Voilà, la machine est lancée. J’ai croisé rapidement Louis au changement de tournée : il se hâtait parce qu’il était en retard. Au cours de l’après-midi, j’ai rendu visite au détective. La surveillance a été fructueuse. Vers huit heures Julienne s’est rendue au cabinet médical. Elle en est sortie presque aussitôt et est retournée à la maison. Dix minutes plus tard, est arrivé un cycliste. Entré par le cellier, Guillaume a pu les observer. Les amants nus ont essayé les fauteuils de la grande salle, y ont pris des positions variées. Il a des photos de profil. Julienne à genoux dans le fauteuil, les mains agrippées au dossier reçoit la lance de Louis. Son visage rayonne de bonheur. Une autre montre Louis, assis sur le canapé, membre raide prêt à être englouti par le sexe de Julienne qui descend sur lui en lui tournant le dos, penchée en avant pour diriger la pointe de la flèche qui va la percer. Fesses en l’air, ventre posé sur un accoudoir, tête en tampon contre le deuxième accoudoir, de ses mains rejetées en arrière, ma femme tire sur ses fesses pour donner accès au pieu d’un Louis appliqué à viser sa cible. Malgré les risques, le photographe a réussi à saisir les deux visages et les positions des amants.
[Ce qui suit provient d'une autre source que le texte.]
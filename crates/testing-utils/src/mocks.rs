//! 上游协作接口的内存实现
//!
//! 所有 mock 都可以通过 `unavailable()` 切换为始终返回 `UpstreamUnavailable`，
//! 用于验证视图区块的降级行为。

use std::collections::HashMap;
use std::sync::{Arc, Mutex};

use async_trait::async_trait;
use chrono::{DateTime, Utc};
use dashboard_core::{
    models::{
        ActivityCounts, BrokerOverview, ExecutionDetail, ExecutionPageQuery, ExecutionRecord, ExecutionStats,
        ExecutionStatus, LogEntry, QueueSnapshot, Task,
    },
    traits::{BrokerClient, ExecutionRepository, LogRepository, SchedulerClient},
    DashboardError, DashboardResult,
};
use dashboard_domain::select_page;
use uuid::Uuid;

fn check(failure: &Option<DashboardError>) -> DashboardResult<()> {
    match failure {
        Some(error) => Err(error.clone()),
        None => Ok(()),
    }
}

/// Broker 管理 API 的 mock
#[derive(Debug, Clone, Default)]
pub struct MockBrokerClient {
    overview: BrokerOverview,
    queues: Vec<QueueSnapshot>,
    failure: Option<DashboardError>,
}

impl MockBrokerClient {
    pub fn new() -> Self {
        Self::default()
    }

    pub fn with_overview(mut self, overview: BrokerOverview) -> Self {
        self.overview = overview;
        self
    }

    pub fn with_queues(mut self, queues: Vec<QueueSnapshot>) -> Self {
        self.queues = queues;
        self
    }

    pub fn unavailable() -> Self {
        Self::default().failing_with(DashboardError::upstream_unavailable("broker", "connection refused"))
    }

    pub fn failing_with(mut self, error: DashboardError) -> Self {
        self.failure = Some(error);
        self
    }
}

#[async_trait]
impl BrokerClient for MockBrokerClient {
    async fn overview(&self) -> DashboardResult<BrokerOverview> {
        check(&self.failure)?;
        Ok(self.overview.clone())
    }

    async fn list_queues(&self) -> DashboardResult<Vec<QueueSnapshot>> {
        check(&self.failure)?;
        Ok(self.queues.clone())
    }

    async fn get_queue(&self, vhost: &str, name: &str) -> DashboardResult<Option<QueueSnapshot>> {
        check(&self.failure)?;
        Ok(self
            .queues
            .iter()
            .find(|queue| queue.vhost == vhost && queue.name == name)
            .cloned())
    }
}

/// 调度器 API 的 mock，记录所有派发请求
#[derive(Debug, Clone, Default)]
pub struct MockSchedulerClient {
    tasks: Vec<Task>,
    dispatched: Arc<Mutex<Vec<(String, serde_json::Value)>>>,
    failure: Option<DashboardError>,
}

impl MockSchedulerClient {
    pub fn new() -> Self {
        Self::default()
    }

    pub fn with_tasks(tasks: Vec<Task>) -> Self {
        Self {
            tasks,
            ..Self::default()
        }
    }

    pub fn unavailable() -> Self {
        Self::default().failing_with(DashboardError::upstream_unavailable("scheduler", "connection refused"))
    }

    pub fn failing_with(mut self, error: DashboardError) -> Self {
        self.failure = Some(error);
        self
    }

    pub fn dispatched(&self) -> Vec<(String, serde_json::Value)> {
        self.dispatched.lock().unwrap().clone()
    }
}

#[async_trait]
impl SchedulerClient for MockSchedulerClient {
    async fn list_tasks(&self) -> DashboardResult<Vec<Task>> {
        check(&self.failure)?;
        Ok(self.tasks.clone())
    }

    async fn get_task(&self, name: &str) -> DashboardResult<Option<Task>> {
        check(&self.failure)?;
        Ok(self.tasks.iter().find(|task| task.name == name).cloned())
    }

    async fn dispatch(&self, name: &str, parameters: &serde_json::Value) -> DashboardResult<()> {
        check(&self.failure)?;
        if !self.tasks.iter().any(|task| task.name == name) {
            return Err(DashboardError::task_not_found(name));
        }
        self.dispatched
            .lock()
            .unwrap()
            .push((name.to_string(), parameters.clone()));
        Ok(())
    }
}

/// 执行历史的内存仓储
///
/// 分页语义与 PostgreSQL 实现一致，可以在测试中途插入新记录。
#[derive(Debug, Clone, Default)]
pub struct MockExecutionRepository {
    records: Arc<Mutex<Vec<ExecutionRecord>>>,
    parameters: Arc<Mutex<HashMap<Uuid, serde_json::Value>>>,
    failure: Option<DashboardError>,
}

impl MockExecutionRepository {
    pub fn new() -> Self {
        Self::default()
    }

    pub fn with_records(records: Vec<ExecutionRecord>) -> Self {
        let repo = Self::new();
        for record in records {
            repo.insert(record);
        }
        repo
    }

    pub fn unavailable() -> Self {
        Self {
            failure: Some(DashboardError::upstream_unavailable("execution-store", "pool timed out")),
            ..Self::default()
        }
    }

    pub fn insert(&self, record: ExecutionRecord) {
        self.records.lock().unwrap().push(record);
    }

    pub fn insert_with_parameters(&self, record: ExecutionRecord, parameters: serde_json::Value) {
        self.parameters.lock().unwrap().insert(record.task_id, parameters);
        self.insert(record);
    }

    pub fn count(&self) -> usize {
        self.records.lock().unwrap().len()
    }
}

#[async_trait]
impl ExecutionRepository for MockExecutionRepository {
    async fn find_page(&self, query: &ExecutionPageQuery) -> DashboardResult<Vec<ExecutionRecord>> {
        check(&self.failure)?;
        Ok(select_page(&self.records.lock().unwrap(), query))
    }

    async fn stats(&self, task_name: &str) -> DashboardResult<ExecutionStats> {
        check(&self.failure)?;
        let records = self.records.lock().unwrap();
        let mut stats = ExecutionStats::default();
        for record in records.iter().filter(|r| r.task_name == task_name) {
            stats.total_exec += 1;
            match record.status {
                ExecutionStatus::Success => stats.total_success += 1,
                ExecutionStatus::Failed => stats.total_err += 1,
                _ => {}
            }
            if record.started_at > stats.last_exec {
                stats.last_exec = record.started_at;
            }
        }
        Ok(stats)
    }

    async fn find_by_id(&self, task_id: Uuid) -> DashboardResult<Option<ExecutionDetail>> {
        check(&self.failure)?;
        let records = self.records.lock().unwrap();
        let Some(record) = records
            .iter()
            .filter(|r| r.task_id == task_id)
            .max_by_key(|r| r.published_at)
        else {
            return Ok(None);
        };
        let parameters = self
            .parameters
            .lock()
            .unwrap()
            .get(&task_id)
            .cloned()
            .unwrap_or(serde_json::Value::Null);

        Ok(Some(ExecutionDetail {
            record: record.clone(),
            parameters,
        }))
    }

    async fn activity_since(&self, since: DateTime<Utc>) -> DashboardResult<ActivityCounts> {
        check(&self.failure)?;
        let records = self.records.lock().unwrap();
        let recent: Vec<&ExecutionRecord> = records
            .iter()
            .filter(|r| r.started_at.is_some_and(|at| at > since))
            .collect();

        Ok(ActivityCounts {
            executions: recent.len() as u64,
            errors: recent.iter().filter(|r| r.last_error.is_some()).count() as u64,
        })
    }
}

/// 执行日志的内存仓储
#[derive(Debug, Clone, Default)]
pub struct MockLogRepository {
    entries: Vec<LogEntry>,
    failure: Option<DashboardError>,
}

impl MockLogRepository {
    pub fn new() -> Self {
        Self::default()
    }

    pub fn with_entries(entries: Vec<LogEntry>) -> Self {
        Self {
            entries,
            failure: None,
        }
    }

    pub fn unavailable() -> Self {
        Self {
            failure: Some(DashboardError::upstream_unavailable("execution-store", "pool timed out")),
            ..Self::default()
        }
    }
}

#[async_trait]
impl LogRepository for MockLogRepository {
    async fn list_for_execution(&self, task_id: Uuid) -> DashboardResult<Vec<LogEntry>> {
        check(&self.failure)?;
        let mut entries: Vec<LogEntry> = self
            .entries
            .iter()
            .filter(|entry| entry.task_id == task_id)
            .cloned()
            .collect();
        entries.sort_by(|a, b| b.logged_at.cmp(&a.logged_at));
        Ok(entries)
    }
}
Le couronnement est la levrette sur mon lit : Louis se présente derrière une Julienne à quatre pattes. On le voit toucher le but du bout de sa queue, puis on voit son ventre collé aux fesses de mon épouse, tirant des deux mains sur les poignées d’amour. La prise est solide, Julienne, impressionnée, tourne la tête, bouche ouverte et regarde le mâle robuste qui la possède !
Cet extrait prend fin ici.